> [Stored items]
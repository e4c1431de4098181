//! Shared command-line surface for the evaluation binaries

use std::path::PathBuf;

use clap::Parser;
use tracing_subscriber::EnvFilter;

use crate::analysis::calculate_metrics;
use crate::config::{DEFAULT_GT_FILE, DEFAULT_PRED_FILE};
use crate::judge::Judge;
use crate::reporting::print_console_report;
use crate::runner::{EvalError, Evaluator};

/// Evaluate VCBench model predictions
#[derive(Debug, Parser)]
#[command(version)]
pub struct Args {
    /// Path to predictions JSONL file
    #[arg(short = 'p', long = "pred_file", default_value = DEFAULT_PRED_FILE)]
    pub pred_file: PathBuf,

    /// Path to ground truth JSON file
    #[arg(short = 'g', long = "gt_file", default_value = DEFAULT_GT_FILE)]
    pub gt_file: PathBuf,
}

/// Initialize logging to stderr; `RUST_LOG` overrides the default filter
pub fn init_logging() {
    let filter = EnvFilter::try_from_default_env()
        .unwrap_or_else(|_| EnvFilter::new("vcbench_eval=info,warn"));

    tracing_subscriber::fmt()
        .with_env_filter(filter)
        .with_writer(std::io::stderr)
        .init();
}

/// Run one evaluation and print the report
pub async fn run<J: Judge>(evaluator: &Evaluator<J>, args: &Args) -> Result<(), EvalError> {
    println!("Evaluating predictions from: {}", args.pred_file.display());
    println!("Using ground truth from: {}", args.gt_file.display());

    let summary = evaluator
        .evaluate_predictions(&args.pred_file, &args.gt_file)
        .await?;
    let results = calculate_metrics(&summary.metrics)?;

    print_console_report(&results, &summary.skipped);
    Ok(())
}

#[cfg(test)]
mod tests {
    use super::*;

    #[test]
    fn test_default_args() {
        let args = Args::try_parse_from(["vcbench-eval"]).unwrap();
        assert_eq!(args.pred_file, PathBuf::from("predictions.jsonl"));
        assert_eq!(args.gt_file, PathBuf::from("data/VCBench_with_answer.json"));
    }

    #[test]
    fn test_short_and_long_flags() {
        let args = Args::try_parse_from(["vcbench-eval", "-p", "out.jsonl", "--gt_file", "gt.json"])
            .unwrap();
        assert_eq!(args.pred_file, PathBuf::from("out.jsonl"));
        assert_eq!(args.gt_file, PathBuf::from("gt.json"));
    }

    #[test]
    fn test_unknown_flag_rejected() {
        assert!(Args::try_parse_from(["vcbench-eval", "--verbose"]).is_err());
    }

    #[test]
    fn test_command_definition() {
        use clap::CommandFactory;
        Args::command().debug_assert();
    }
}
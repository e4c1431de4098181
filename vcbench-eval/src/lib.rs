//! Answer evaluation for the VCBench visual reasoning benchmark
//!
//! Scores model predictions (a JSONL log of `{id, pred_answer}`) against the
//! benchmark ground truth (a JSON array of `{answer, question_type}`) and
//! reports overall and per-category accuracy.
//!
//! # Features
//!
//! - Exact string matching for canonical single-token answers
//! - LLM-judged matching through the DashScope API for free-text answers
//! - Per-record error isolation: bad lines, unknown ids and failed judge
//!   calls are logged and skipped
//!
//! # Example
//!
//! ```no_run
//! use vcbench_eval::{
//!     analysis::calculate_metrics,
//!     judge::ExactMatchJudge,
//!     runner::{Evaluator, EvaluatorConfig},
//! };
//!
//! #[tokio::main]
//! async fn main() -> Result<(), Box<dyn std::error::Error>> {
//!     let evaluator = Evaluator::new(ExactMatchJudge, EvaluatorConfig::exact_match());
//!     let summary = evaluator
//!         .evaluate_predictions("predictions.jsonl", "data/VCBench_with_answer.json")
//!         .await?;
//!     let results = calculate_metrics(&summary.metrics)?;
//!     println!("{:.2}%", results.overall_accuracy * 100.0);
//!     Ok(())
//! }
//! ```

pub mod analysis;
pub mod cli;
pub mod config;
pub mod dataset;
pub mod judge;
pub mod providers;
pub mod reporting;
pub mod runner;

pub use config::{Config, JudgeConfig};

/// Prelude module for common imports
pub mod prelude {
    pub use crate::analysis::{calculate_metrics, Metrics, MetricsError, Results};
    pub use crate::config::{Config, ConfigError, JudgeConfig};
    pub use crate::dataset::{
        Category, GroundTruth, GroundTruthRecord, LookupError, PredictionRecord, PredictionScanner,
    };
    pub use crate::judge::{ExactMatchJudge, Judge, JudgeError, Judgment, RemoteLLMJudge};
    pub use crate::providers::{
        CompletionRequest, CompletionResponse, DashScopeClient, LLMProvider, Message,
        ProviderError, ProviderResult,
    };
    pub use crate::reporting::{print_console_report, render_report};
    pub use crate::runner::{EvalError, Evaluator, EvaluatorConfig, RunSummary, SkipCounts};
}
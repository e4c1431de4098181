//! Ground truth loading from JSON files

use std::path::Path;
use serde::Deserialize;

use super::{Category, GroundTruth};

/// Error type for ground truth loading
#[derive(Debug, thiserror::Error)]
pub enum LoadError {
    #[error("IO error: {0}")]
    Io(#[from] std::io::Error),

    #[error("Parse error: {0}")]
    Parse(String),

    #[error("Item {index}: missing field {field}")]
    MissingField { index: usize, field: &'static str },

    #[error("Ground truth contains no items")]
    Empty,
}

/// Raw item as stored in the dataset file; extra fields are ignored
#[derive(Debug, Deserialize)]
struct RawItem {
    answer: Option<String>,
    question_type: Option<String>,
}

/// Load ground truth from a JSON file
pub fn load_ground_truth(path: impl AsRef<Path>) -> Result<GroundTruth, LoadError> {
    let content = std::fs::read_to_string(path)?;
    load_ground_truth_from_str(&content)
}

/// Load ground truth from a JSON string holding an array of items
pub fn load_ground_truth_from_str(content: &str) -> Result<GroundTruth, LoadError> {
    let items: Vec<RawItem> =
        serde_json::from_str(content).map_err(|e| LoadError::Parse(e.to_string()))?;

    if items.is_empty() {
        return Err(LoadError::Empty);
    }

    let (answers, question_types): (Vec<String>, Vec<String>) = items
        .into_iter()
        .enumerate()
        .map(|(index, item)| parse_item(index, item))
        .collect::<Result<Vec<_>, _>>()?
        .into_iter()
        .unzip();

    // Unknown labels only fail the predictions that reference them
    let unknown = question_types
        .iter()
        .filter(|label| label.parse::<Category>().is_err())
        .count();
    if unknown > 0 {
        tracing::warn!("{} ground truth item(s) have an unknown question type", unknown);
    }

    tracing::debug!("Loaded {} ground truth items", answers.len());
    Ok(GroundTruth::from_parts(answers, question_types))
}

fn parse_item(index: usize, item: RawItem) -> Result<(String, String), LoadError> {
    let answer = item.answer.ok_or(LoadError::MissingField {
        index,
        field: "answer",
    })?;
    let question_type = item.question_type.ok_or(LoadError::MissingField {
        index,
        field: "question_type",
    })?;

    Ok((answer, question_type))
}

#[cfg(test)]
mod tests {
    use super::*;
    use std::io::Write;

    #[test]
    fn test_load_basic() {
        let json = r#"[
            {"answer": "B", "question_type": "cube", "question": "Which net folds into a cube?"},
            {"answer": "A", "question_type": "shape"}
        ]"#;

        let gt = load_ground_truth_from_str(json).unwrap();
        assert_eq!(gt.len(), 2);
        assert_eq!(gt.answers()[0], "B");
        assert_eq!(gt.question_types()[1], "shape");
    }

    #[test]
    fn test_load_missing_answer() {
        let json = r#"[
            {"answer": "B", "question_type": "cube"},
            {"question_type": "shape"}
        ]"#;

        match load_ground_truth_from_str(json) {
            Err(LoadError::MissingField { index, field }) => {
                assert_eq!(index, 1);
                assert_eq!(field, "answer");
            }
            other => panic!("Expected MissingField, got {:?}", other),
        }
    }

    #[test]
    fn test_load_missing_question_type() {
        let json = r#"[{"answer": "B"}]"#;
        assert!(matches!(
            load_ground_truth_from_str(json),
            Err(LoadError::MissingField { field: "question_type", .. })
        ));
    }

    #[test]
    fn test_load_keeps_unknown_category() {
        let json = r#"[
            {"answer": "B", "question_type": "cube"},
            {"answer": "A", "question_type": "Geometry"}
        ]"#;

        let gt = load_ground_truth_from_str(json).unwrap();
        assert_eq!(gt.len(), 2);
        assert_eq!(gt.question_types()[1], "Geometry");
        assert_eq!(gt.lookup(1).unwrap(), ("B", Category::Cube));
        assert!(matches!(
            gt.lookup(2),
            Err(crate::dataset::LookupError::UnknownCategory { id: 2, .. })
        ));
    }

    #[test]
    fn test_load_invalid_json() {
        assert!(matches!(
            load_ground_truth_from_str("{not json"),
            Err(LoadError::Parse(_))
        ));
        assert!(matches!(
            load_ground_truth_from_str(r#"{"answer": "B"}"#),
            Err(LoadError::Parse(_))
        ));
    }

    #[test]
    fn test_load_empty() {
        assert!(matches!(load_ground_truth_from_str("[]"), Err(LoadError::Empty)));
    }

    #[test]
    fn test_load_from_file() {
        let mut file = tempfile::NamedTempFile::new().unwrap();
        write!(file, r#"[{{"answer": "C", "question_type": "clock"}}]"#).unwrap();

        let gt = load_ground_truth(file.path()).unwrap();
        assert_eq!(gt.lookup(1).unwrap(), ("C", Category::Clock));
    }

    #[test]
    fn test_load_missing_file() {
        assert!(matches!(
            load_ground_truth("does/not/exist.json"),
            Err(LoadError::Io(_))
        ));
    }
}
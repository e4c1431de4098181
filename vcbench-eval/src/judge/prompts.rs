//! Prompt template for the remote answer judge

/// Build the yes/no evaluation prompt for one response/answer pair.
///
/// Carries two worked examples (one wrong, one right) ahead of the pair
/// under evaluation.
pub fn build_judge_prompt(model_response: &str, correct_answer: &str) -> String {
    format!(
        "You are an answer evaluator. I will give you a response and an answer.\n\
         Please tell me whether this response is correct or wrong. Just answer yes or no.\n\
         \n\
         Examples:\n\
         Response: The figure that cannot be folded into a cube is: C. <image>\n\
         Correct Answer: B\n\
         Evaluation: no\n\
         \n\
         Response: The unfolded shape of the cube is: B. <image>\n\
         Correct Answer: B\n\
         Evaluation: yes\n\
         \n\
         Now evaluate:\n\
         Response: {model_response}\n\
         Correct Answer: {correct_answer}"
    )
}
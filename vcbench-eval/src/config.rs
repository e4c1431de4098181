//! Configuration management for VCBench evaluation
//!
//! Loads judge settings from TOML files and resolves the judge credential from
//! the environment once, at startup.

use serde::{Deserialize, Serialize};
use std::fs;
use std::path::Path;

/// Default ground truth location inside a VCBench checkout
pub const DEFAULT_GT_FILE: &str = "data/VCBench_with_answer.json";

/// Default prediction log name
pub const DEFAULT_PRED_FILE: &str = "predictions.jsonl";

/// Root configuration structure
#[derive(Debug, Clone, Default, Serialize, Deserialize)]
pub struct Config {
    #[serde(default)]
    pub judge: JudgeSettings,
}

/// Judge service settings
#[derive(Debug, Clone, PartialEq, Serialize, Deserialize)]
pub struct JudgeSettings {
    #[serde(default = "default_model")]
    pub model: String,
    #[serde(default = "default_base_url")]
    pub base_url: String,
    /// Environment variable holding the API key
    #[serde(default = "default_api_key_env")]
    pub api_key_env: String,
    /// Optional cap on judge reply length; unset sends no limit
    #[serde(default, skip_serializing_if = "Option::is_none")]
    pub max_tokens: Option<u32>,
}

// Default value functions
fn default_model() -> String { "qwen-plus".to_string() }
fn default_base_url() -> String { "https://dashscope.aliyuncs.com/api/v1".to_string() }
fn default_api_key_env() -> String { "DASHSCOPE_KEY".to_string() }

impl Default for JudgeSettings {
    fn default() -> Self {
        Self {
            model: default_model(),
            base_url: default_base_url(),
            api_key_env: default_api_key_env(),
            max_tokens: None,
        }
    }
}

impl Config {
    /// Load configuration from a TOML file
    pub fn from_file<P: AsRef<Path>>(path: P) -> Result<Self, ConfigError> {
        let content = fs::read_to_string(path.as_ref())
            .map_err(|e| ConfigError::Io(e.to_string()))?;
        Self::from_toml(&content)
    }

    /// Parse configuration from a TOML string
    pub fn from_toml(content: &str) -> Result<Self, ConfigError> {
        toml::from_str(content)
            .map_err(|e| ConfigError::Parse(e.to_string()))
    }

    /// Load from the first default config location that exists, or return defaults.
    ///
    /// A config file that exists but does not parse is an error.
    pub fn load_or_default() -> Result<Self, ConfigError> {
        let config_paths = [
            "config/judge.toml",
            "vcbench-eval/config/judge.toml",
        ];

        for path in &config_paths {
            if Path::new(path).is_file() {
                let config = Self::from_file(path)?;
                tracing::info!("Loaded configuration from {}", path);
                return Ok(config);
            }
        }

        tracing::debug!("Using default configuration");
        Ok(Self::default())
    }
}

/// Everything the remote judge client needs, credential included
#[derive(Clone, PartialEq)]
pub struct JudgeConfig {
    pub api_key: String,
    pub model: String,
    pub base_url: String,
    pub max_tokens: Option<u32>,
}

impl JudgeConfig {
    /// Resolve the judge configuration, reading the credential from the process environment
    pub fn from_config(config: &Config) -> Result<Self, ConfigError> {
        Self::from_settings(&config.judge, |name| std::env::var(name).ok())
    }

    /// Resolve the judge configuration with an explicit variable lookup
    pub fn from_settings<F>(settings: &JudgeSettings, lookup: F) -> Result<Self, ConfigError>
    where
        F: Fn(&str) -> Option<String>,
    {
        let api_key = lookup(&settings.api_key_env)
            .filter(|key| !key.trim().is_empty())
            .ok_or_else(|| ConfigError::MissingCredential(settings.api_key_env.clone()))?;

        Ok(Self {
            api_key,
            model: settings.model.clone(),
            base_url: settings.base_url.clone(),
            max_tokens: settings.max_tokens,
        })
    }
}

impl std::fmt::Debug for JudgeConfig {
    fn fmt(&self, f: &mut std::fmt::Formatter<'_>) -> std::fmt::Result {
        f.debug_struct("JudgeConfig")
            .field("api_key", &"<redacted>")
            .field("model", &self.model)
            .field("base_url", &self.base_url)
            .field("max_tokens", &self.max_tokens)
            .finish()
    }
}

/// Configuration errors
#[derive(Debug, Clone, thiserror::Error)]
pub enum ConfigError {
    #[error("IO error: {0}")]
    Io(String),

    #[error("Parse error: {0}")]
    Parse(String),

    #[error("{0} environment variable not set")]
    MissingCredential(String),
}

#[cfg(test)]
mod tests {
    use super::*;

    #[test]
    fn test_default_config() {
        let config = Config::default();
        assert_eq!(config.judge.model, "qwen-plus");
        assert_eq!(config.judge.api_key_env, "DASHSCOPE_KEY");
    }

    #[test]
    fn test_parse_toml_config() {
        let toml = r#"
[judge]
model = "qwen-max"
api_key_env = "MY_JUDGE_KEY"
"#;
        let config = Config::from_toml(toml).unwrap();
        assert_eq!(config.judge.model, "qwen-max");
        assert_eq!(config.judge.api_key_env, "MY_JUDGE_KEY");
        assert_eq!(config.judge.base_url, default_base_url());
        assert_eq!(config.judge.max_tokens, None);
    }

    #[test]
    fn test_reply_cap_carried_to_judge_config() {
        let config = Config::from_toml("[judge]\nmax_tokens = 8\n").unwrap();
        assert_eq!(config.judge.max_tokens, Some(8));

        let judge = JudgeConfig::from_settings(&config.judge, |_| Some("sk-test".to_string())).unwrap();
        assert_eq!(judge.max_tokens, Some(8));
    }

    #[test]
    fn test_parse_empty_toml() {
        let config = Config::from_toml("").unwrap();
        assert_eq!(config.judge, JudgeSettings::default());
    }

    #[test]
    fn test_invalid_toml() {
        assert!(matches!(Config::from_toml("[judge"), Err(ConfigError::Parse(_))));
    }

    #[test]
    fn test_credential_resolved() {
        let settings = JudgeSettings::default();
        let judge = JudgeConfig::from_settings(&settings, |name| {
            (name == "DASHSCOPE_KEY").then(|| "sk-test".to_string())
        })
        .unwrap();
        assert_eq!(judge.api_key, "sk-test");
        assert_eq!(judge.model, "qwen-plus");
        assert!(!format!("{:?}", judge).contains("sk-test"));
    }

    #[test]
    fn test_missing_credential() {
        let settings = JudgeSettings::default();
        let err = JudgeConfig::from_settings(&settings, |_| None).unwrap_err();
        assert!(matches!(err, ConfigError::MissingCredential(ref name) if name == "DASHSCOPE_KEY"));
        assert_eq!(err.to_string(), "DASHSCOPE_KEY environment variable not set");

        let blank = JudgeConfig::from_settings(&settings, |_| Some("  ".to_string()));
        assert!(blank.is_err());
    }
}
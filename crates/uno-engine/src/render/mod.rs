//! Frame-batched renderer.
//!
//! `Renderer` ties the pieces together:
//! - `handle::ResourceTable` for texture handles
//! - `batch::DrawList` for the frame's draws
//! - `state::StateCache` to elide redundant binds during replay
//! - `release::ReleaseQueue` to free textures once their frame is submitted
//!
//! All state lives in the renderer value; construction and `shutdown` bracket
//! its lifetime.

mod config;
mod renderer;

pub use config::{RendererConfig, SubmitMode};
pub use renderer::Renderer;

> [Task requirements]
Look through the data above and report every line in which "benchmark" appears.

> [Answer box]
//! Answer evaluation for the VCBench visual reasoning benchmark
//! benchmark ground truth (a JSON array of `{answer, question_type}`) and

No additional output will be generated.